The following instructions describe the complete monitoring flow for your services in Kyma. You get the gist of monitoring applications, such as Prometheus, Grafana, and Alertmanager. You learn how and where you can observe and visualize your service metrics to monitor them for any alerting values.

Kyma comes with a Prometheus stack, which is designed and sized to monitor Kyma's system components. We recommend to set up an additional Prometheus stack to monitor your custom metrics.

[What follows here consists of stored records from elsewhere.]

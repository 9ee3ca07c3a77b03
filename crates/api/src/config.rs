use std::net::SocketAddr;

use anyhow::{ensure, Context, Result};

use libris_auth::{AuthConfig, DefaultAdmin};

pub const DEV_JWT_SECRET: &str = "dev-secret";

/// API configuration sourced from environment variables.
#[derive(Debug, Clone)]
pub struct ApiConfig {
    pub bind_addr: SocketAddr,
    pub auth: AuthConfig,
    pub admin: DefaultAdmin,
}

impl ApiConfig {
    /// Defaults everywhere except the signing secret.
    pub fn new(jwt_secret: impl Into<String>) -> Self {
        Self {
            bind_addr: SocketAddr::from(([0, 0, 0, 0], 3000)),
            auth: AuthConfig {
                jwt_secret: jwt_secret.into(),
                ..AuthConfig::default()
            },
            admin: DefaultAdmin::default(),
        }
    }

    pub fn from_env() -> Result<Self> {
        let jwt_secret = std::env::var("JWT_SECRET").unwrap_or_else(|_| {
            tracing::warn!("JWT_SECRET not set; using insecure dev default");
            DEV_JWT_SECRET.to_string()
        });
        let mut config = Self::new(jwt_secret);

        if let Ok(bind) = std::env::var("LIBRIS_BIND") {
            config.bind_addr = bind.parse().with_context(|| format!("parse LIBRIS_BIND: {bind}"))?;
        }
        if let Ok(ttl) = std::env::var("JWT_EXPIRES_IN_SECS") {
            config.auth.token_ttl_secs = parse_token_ttl(&ttl)?;
        }
        if let Ok(kib) = std::env::var("LIBRIS_HASH_MEMORY_KIB") {
            config.auth.hash_memory_kib = kib
                .parse()
                .with_context(|| format!("parse LIBRIS_HASH_MEMORY_KIB: {kib}"))?;
        }
        if let Ok(iterations) = std::env::var("LIBRIS_HASH_ITERATIONS") {
            config.auth.hash_iterations = iterations
                .parse()
                .with_context(|| format!("parse LIBRIS_HASH_ITERATIONS: {iterations}"))?;
        }
        config.auth.pepper = std::env::var("LIBRIS_PASSWORD_PEPPER").ok().filter(|p| !p.is_empty());

        if let Ok(email) = std::env::var("LIBRIS_ADMIN_EMAIL") {
            config.admin.email = email;
        }
        if let Ok(password) = std::env::var("LIBRIS_ADMIN_PASSWORD") {
            config.admin.password = password;
        } else {
            tracing::warn!("LIBRIS_ADMIN_PASSWORD not set; seeding admin with the default password");
        }

        Ok(config)
    }
}

/// Token lifetime in whole seconds; at least one.
fn parse_token_ttl(raw: &str) -> Result<u64> {
    let ttl: u64 = raw
        .trim()
        .parse()
        .with_context(|| format!("parse JWT_EXPIRES_IN_SECS: {raw}"))?;
    ensure!(ttl >= 1, "JWT_EXPIRES_IN_SECS must be at least 1, got {ttl}");
    Ok(ttl)
}

#[cfg(test)]
mod tests {
    use super::*;

    #[test]
    fn token_ttl_accepts_positive_seconds() {
        assert_eq!(parse_token_ttl("1").unwrap(), 1);
        assert_eq!(parse_token_ttl(" 86400 ").unwrap(), 86_400);
    }

    #[test]
    fn token_ttl_rejects_zero_and_garbage() {
        let err = parse_token_ttl("0").unwrap_err();
        assert!(err.to_string().contains("at least 1"));
        assert!(parse_token_ttl("-5").is_err());
        assert!(parse_token_ttl("soon").is_err());
    }
}
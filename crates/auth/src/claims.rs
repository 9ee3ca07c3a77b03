use chrono::{DateTime, TimeZone, Utc};
use serde::{Deserialize, Serialize};
use thiserror::Error;

use libris_core::UserId;

/// Session token claims.
///
/// Times are JWT-style seconds since the epoch. `exp` is rounded up when a
/// token is issued so the token never lives shorter than its TTL.
#[derive(Debug, Clone, PartialEq, Eq, Serialize, Deserialize)]
pub struct SessionClaims {
    /// Subject: the authenticated user.
    pub sub: UserId,

    /// Issued-at.
    pub iat: i64,

    /// Expiry.
    pub exp: i64,
}

impl SessionClaims {
    pub fn expires_at(&self) -> Option<DateTime<Utc>> {
        Utc.timestamp_opt(self.exp, 0).single()
    }
}

#[derive(Debug, Error, Clone, PartialEq, Eq)]
pub enum TokenValidationError {
    #[error("token has expired")]
    Expired,

    #[error("token not yet valid (iat is in the future)")]
    NotYetValid,

    #[error("invalid token time window (exp <= iat)")]
    InvalidTimeWindow,
}

/// Deterministically validate session claims against `now`.
///
/// Signature verification happens before this is called; this checks the time
/// window only, with millisecond precision and no leeway.
pub fn validate_claims(claims: &SessionClaims, now: DateTime<Utc>) -> Result<(), TokenValidationError> {
    if claims.exp <= claims.iat {
        return Err(TokenValidationError::InvalidTimeWindow);
    }
    let now_ms = now.timestamp_millis();
    if now_ms < claims.iat.saturating_mul(1000) {
        return Err(TokenValidationError::NotYetValid);
    }
    if now_ms >= claims.exp.saturating_mul(1000) {
        return Err(TokenValidationError::Expired);
    }
    Ok(())
}

#[cfg(test)]
mod tests {
    use super::*;
    use chrono::Duration;

    fn claims_at(now: DateTime<Utc>, ttl_secs: i64) -> SessionClaims {
        SessionClaims {
            sub: UserId::new(),
            iat: now.timestamp(),
            exp: now.timestamp() + ttl_secs,
        }
    }

    #[test]
    fn valid_inside_window() {
        let now = Utc.timestamp_opt(1_700_000_000, 0).unwrap();
        let c = claims_at(now, 60);
        assert_eq!(validate_claims(&c, now), Ok(()));
        assert_eq!(validate_claims(&c, now + Duration::seconds(59)), Ok(()));
    }

    #[test]
    fn expired_exactly_at_exp() {
        let now = Utc.timestamp_opt(1_700_000_000, 0).unwrap();
        let c = claims_at(now, 60);
        assert_eq!(
            validate_claims(&c, now + Duration::seconds(60)),
            Err(TokenValidationError::Expired)
        );
    }

    #[test]
    fn rejects_future_and_inverted_windows() {
        let now = Utc.timestamp_opt(1_700_000_000, 0).unwrap();
        let c = claims_at(now + Duration::seconds(30), 60);
        assert_eq!(validate_claims(&c, now), Err(TokenValidationError::NotYetValid));

        let inverted = SessionClaims { exp: c.iat, ..c };
        assert_eq!(
            validate_claims(&inverted, now),
            Err(TokenValidationError::InvalidTimeWindow)
        );
    }
}
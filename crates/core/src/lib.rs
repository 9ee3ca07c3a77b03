//! `libris-core`: identifiers and the error taxonomy shared by every crate.
//!
//! This crate contains no IO and no policy; it only names things.

pub mod error;
pub mod id;

pub use error::{DomainError, DomainResult, UnauthorizedReason};
pub use id::{PermissionId, RoleId, UserId};
//! Infrastructure layer: storage backends for the authorization core.

pub mod store;

pub use store::InMemoryAuthStore;
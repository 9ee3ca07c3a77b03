//! In-memory implementation of the auth store.
//!
//! All three collections live behind a single `tokio::sync::RwLock`, so each
//! call observes one consistent snapshot and its uniqueness and reference
//! checks cannot interleave with another writer. Not durable: state is lost
//! on restart.

use std::collections::HashMap;

use async_trait::async_trait;
use tokio::sync::RwLock;

use libris_auth::{AuthStore, Permission, Role, User, UserSlice};
use libris_core::{DomainError, DomainResult, PermissionId, RoleId, UserId};

#[derive(Debug, Default)]
struct Collections {
    permissions: HashMap<PermissionId, Permission>,
    roles: HashMap<RoleId, Role>,
    users: HashMap<UserId, User>,
}

impl Collections {
    fn permission_name_taken(&self, name: &str, except: Option<PermissionId>) -> bool {
        self.permissions
            .values()
            .any(|p| p.name == name && Some(p.id) != except)
    }

    fn role_name_taken(&self, name: &str, except: Option<RoleId>) -> bool {
        self.roles
            .values()
            .any(|r| r.name == name && Some(r.id) != except)
    }

    fn check_user_unique(&self, user: &User) -> DomainResult<()> {
        for other in self.users.values().filter(|u| u.id != user.id) {
            if other.email == user.email {
                return Err(DomainError::conflict(format!("email '{}' already exists", user.email)));
            }
            if other.username == user.username {
                return Err(DomainError::conflict(format!(
                    "username '{}' already exists",
                    user.username
                )));
            }
        }
        Ok(())
    }
}

/// In-memory auth store for tests/dev.
#[derive(Debug, Default)]
pub struct InMemoryAuthStore {
    inner: RwLock<Collections>,
}

impl InMemoryAuthStore {
    pub fn new() -> Self {
        Self::default()
    }
}

#[async_trait]
impl AuthStore for InMemoryAuthStore {
    // ── permissions ──────────────────────────────────────────────────────────

    async fn insert_permission(&self, permission: Permission) -> DomainResult<Permission> {
        let mut c = self.inner.write().await;
        if c.permission_name_taken(&permission.name, None) {
            return Err(DomainError::conflict(format!(
                "permission '{}' already exists",
                permission.name
            )));
        }
        c.permissions.insert(permission.id, permission.clone());
        Ok(permission)
    }

    async fn update_permission(&self, permission: Permission) -> DomainResult<Permission> {
        let mut c = self.inner.write().await;
        if !c.permissions.contains_key(&permission.id) {
            return Err(DomainError::not_found(format!("permission {}", permission.id)));
        }
        if c.permission_name_taken(&permission.name, Some(permission.id)) {
            return Err(DomainError::conflict(format!(
                "permission '{}' already exists",
                permission.name
            )));
        }
        c.permissions.insert(permission.id, permission.clone());
        Ok(permission)
    }

    async fn permission(&self, id: PermissionId) -> DomainResult<Option<Permission>> {
        Ok(self.inner.read().await.permissions.get(&id).cloned())
    }

    async fn permission_by_name(&self, name: &str) -> DomainResult<Option<Permission>> {
        let c = self.inner.read().await;
        Ok(c.permissions.values().find(|p| p.name == name).cloned())
    }

    async fn list_permissions(&self) -> DomainResult<Vec<Permission>> {
        Ok(self.inner.read().await.permissions.values().cloned().collect())
    }

    async fn permissions_by_ids(&self, ids: &[PermissionId]) -> DomainResult<Vec<Permission>> {
        let c = self.inner.read().await;
        Ok(ids.iter().filter_map(|id| c.permissions.get(id).cloned()).collect())
    }

    // ── roles ────────────────────────────────────────────────────────────────

    async fn insert_role(&self, role: Role) -> DomainResult<Role> {
        let mut c = self.inner.write().await;
        if c.role_name_taken(&role.name, None) {
            return Err(DomainError::conflict(format!("role '{}' already exists", role.name)));
        }
        c.roles.insert(role.id, role.clone());
        Ok(role)
    }

    async fn update_role(&self, role: Role) -> DomainResult<Role> {
        let mut c = self.inner.write().await;
        if !c.roles.contains_key(&role.id) {
            return Err(DomainError::not_found(format!("role {}", role.id)));
        }
        if c.role_name_taken(&role.name, Some(role.id)) {
            return Err(DomainError::conflict(format!("role '{}' already exists", role.name)));
        }
        c.roles.insert(role.id, role.clone());
        Ok(role)
    }

    async fn role(&self, id: RoleId) -> DomainResult<Option<Role>> {
        Ok(self.inner.read().await.roles.get(&id).cloned())
    }

    async fn role_by_name(&self, name: &str) -> DomainResult<Option<Role>> {
        let c = self.inner.read().await;
        Ok(c.roles.values().find(|r| r.name == name).cloned())
    }

    async fn list_roles(&self) -> DomainResult<Vec<Role>> {
        Ok(self.inner.read().await.roles.values().cloned().collect())
    }

    async fn roles_by_ids(&self, ids: &[RoleId]) -> DomainResult<Vec<Role>> {
        let c = self.inner.read().await;
        Ok(ids.iter().filter_map(|id| c.roles.get(id).cloned()).collect())
    }

    async fn delete_role(&self, id: RoleId) -> DomainResult<()> {
        let mut c = self.inner.write().await;
        if !c.roles.contains_key(&id) {
            return Err(DomainError::not_found(format!("role {id}")));
        }
        let in_use = c.users.values().filter(|u| u.roles.contains(&id)).count();
        if in_use > 0 {
            return Err(DomainError::conflict(format!(
                "cannot delete role: {in_use} user(s) are assigned to this role"
            )));
        }
        c.roles.remove(&id);
        tracing::debug!(role_id = %id, "role removed from memory store");
        Ok(())
    }

    // ── users ────────────────────────────────────────────────────────────────

    async fn insert_user(&self, user: User) -> DomainResult<User> {
        let mut c = self.inner.write().await;
        if c.users.contains_key(&user.id) {
            return Err(DomainError::conflict(format!("user {} already exists", user.id)));
        }
        c.check_user_unique(&user)?;
        c.users.insert(user.id, user.clone());
        Ok(user)
    }

    async fn update_user(&self, user: User) -> DomainResult<User> {
        let mut c = self.inner.write().await;
        if !c.users.contains_key(&user.id) {
            return Err(DomainError::not_found(format!("user {}", user.id)));
        }
        c.check_user_unique(&user)?;
        c.users.insert(user.id, user.clone());
        Ok(user)
    }

    async fn user(&self, id: UserId) -> DomainResult<Option<User>> {
        Ok(self.inner.read().await.users.get(&id).cloned())
    }

    async fn user_by_email(&self, email: &str) -> DomainResult<Option<User>> {
        let c = self.inner.read().await;
        Ok(c.users.values().find(|u| u.email == email).cloned())
    }

    async fn user_by_username(&self, username: &str) -> DomainResult<Option<User>> {
        let c = self.inner.read().await;
        Ok(c.users.values().find(|u| u.username == username).cloned())
    }

    async fn list_users(&self, offset: usize, limit: usize) -> DomainResult<UserSlice> {
        let c = self.inner.read().await;
        let mut all: Vec<&User> = c.users.values().collect();
        // Newest first; v7 ids break ties in creation order.
        all.sort_by(|a, b| b.created_at.cmp(&a.created_at).then_with(|| b.id.cmp(&a.id)));
        Ok(UserSlice {
            total: all.len() as u64,
            users: all.into_iter().skip(offset).take(limit).cloned().collect(),
        })
    }

    async fn count_users_with_role(&self, role_id: RoleId) -> DomainResult<u64> {
        let c = self.inner.read().await;
        Ok(c.users.values().filter(|u| u.roles.contains(&role_id)).count() as u64)
    }

    async fn delete_user(&self, id: UserId) -> DomainResult<()> {
        let mut c = self.inner.write().await;
        c.users
            .remove(&id)
            .ok_or_else(|| DomainError::not_found(format!("user {id}")))?;
        tracing::debug!(user_id = %id, "user removed from memory store");
        Ok(())
    }

    fn backend_name(&self) -> &'static str {
        "memory"
    }
}

#[cfg(test)]
mod tests {
    use super::*;
    use chrono::{Duration, Utc};
    use libris_auth::{Action, Resource};

    fn user(name: &str) -> User {
        User::new(
            name.to_string(),
            format!("{name}@example.com"),
            "hash".to_string(),
            name.to_string(),
            vec![],
            Utc::now(),
        )
    }

    #[tokio::test]
    async fn permission_names_are_unique() {
        let store = InMemoryAuthStore::new();
        let now = Utc::now();
        let p = Permission::new("READ_BOOKS", Resource::BOOKS, Action::Read, "", now).unwrap();
        store.insert_permission(p).await.unwrap();

        let dup = Permission::new("read_books", Resource::BOOKS, Action::Read, "", now).unwrap();
        let err = store.insert_permission(dup).await.unwrap_err();
        assert!(matches!(err, DomainError::Conflict(_)));
    }

    #[tokio::test]
    async fn email_and_username_are_unique() {
        let store = InMemoryAuthStore::new();
        store.insert_user(user("alice")).await.unwrap();

        let mut same_email = user("bob");
        same_email.email = "alice@example.com".to_string();
        assert!(matches!(
            store.insert_user(same_email).await.unwrap_err(),
            DomainError::Conflict(_)
        ));

        let mut same_name = user("carol");
        same_name.username = "alice".to_string();
        assert!(matches!(
            store.insert_user(same_name).await.unwrap_err(),
            DomainError::Conflict(_)
        ));
    }

    #[tokio::test]
    async fn referenced_role_cannot_be_deleted() {
        let store = InMemoryAuthStore::new();
        let role = Role::new("READER", "Reads", vec![], false, Utc::now()).unwrap();
        store.insert_role(role.clone()).await.unwrap();

        let mut u = user("alice");
        u.roles = vec![role.id];
        store.insert_user(u).await.unwrap();

        assert!(matches!(
            store.delete_role(role.id).await.unwrap_err(),
            DomainError::Conflict(_)
        ));
        assert!(store.role(role.id).await.unwrap().is_some());
        assert_eq!(store.count_users_with_role(role.id).await.unwrap(), 1);
    }

    #[tokio::test]
    async fn users_are_listed_newest_first() {
        let store = InMemoryAuthStore::new();
        let mut old = user("older");
        old.created_at = Utc::now() - Duration::hours(1);
        store.insert_user(old).await.unwrap();
        store.insert_user(user("newer")).await.unwrap();

        let page = store.list_users(0, 1).await.unwrap();
        assert_eq!(page.total, 2);
        assert_eq!(page.users.len(), 1);
        assert_eq!(page.users[0].username, "newer");

        let rest = store.list_users(1, 10).await.unwrap();
        assert_eq!(rest.users[0].username, "older");
    }

    #[tokio::test]
    async fn missing_records_report_not_found() {
        let store = InMemoryAuthStore::new();
        assert!(matches!(
            store.delete_user(UserId::new()).await.unwrap_err(),
            DomainError::NotFound(_)
        ));
        assert!(matches!(
            store.delete_role(RoleId::new()).await.unwrap_err(),
            DomainError::NotFound(_)
        ));
        assert!(matches!(
            store.update_user(user("ghost")).await.unwrap_err(),
            DomainError::NotFound(_)
        ));
    }
}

All the tutorials use the monitoring-custom-metrics example and one of its services called sample-metrics-8081. This service exposes the cpu_temperature_celsius custom metric on the /metrics endpoint. This custom metric is the central element of the whole tutorial set. The metric value simulates the current processor temperature and changes randomly from 60 to 90 degrees Celsius. The alerting threshold in these tutorials is 75 degrees Celsius. If the temperature exceeds this value, the Grafana dashboard, PrometheusRule, and Alertmanager notifications you create inform you about this.

Sequence of tasks

The instructions cover the following tasks:

Deploy a custom Prometheus stack, in which you deploy the kube-prometheus-stack from the upstream Helm chart.
Observe application metrics, in which you redirect the cpu_temperature_celsius metric to the localhost and the Prometheus UI. You later observe how the metric value changes in the predefined 10 seconds interval in which Prometheus scrapes the metric values from the service's /metrics endpoint.
Create a Grafana dashboard, in which you create a Grafana dashboard of a Gauge type for the cpu_temperature_celsius metric. This dashboard shows explicitly when the CPU temperature is equal to or higher than the predefined threshold of 75 degrees Celsius, at which point the dashboard turns red.
Define alerting rules, in which you define the CPUTempHigh alerting rule by creating a PrometheusRule resource. Prometheus accesses the /metrics endpoint every 10 seconds and validates the current value of the cpu_temperature_celsius metric. If the value is equal to or higher than 75 degrees Celsius, Prometheus waits for 10 seconds to recheck it. If the value still exceeds the threshold, Prometheus triggers the rule. You can observe both the rule and the alert it generates on the Prometheus dashboard.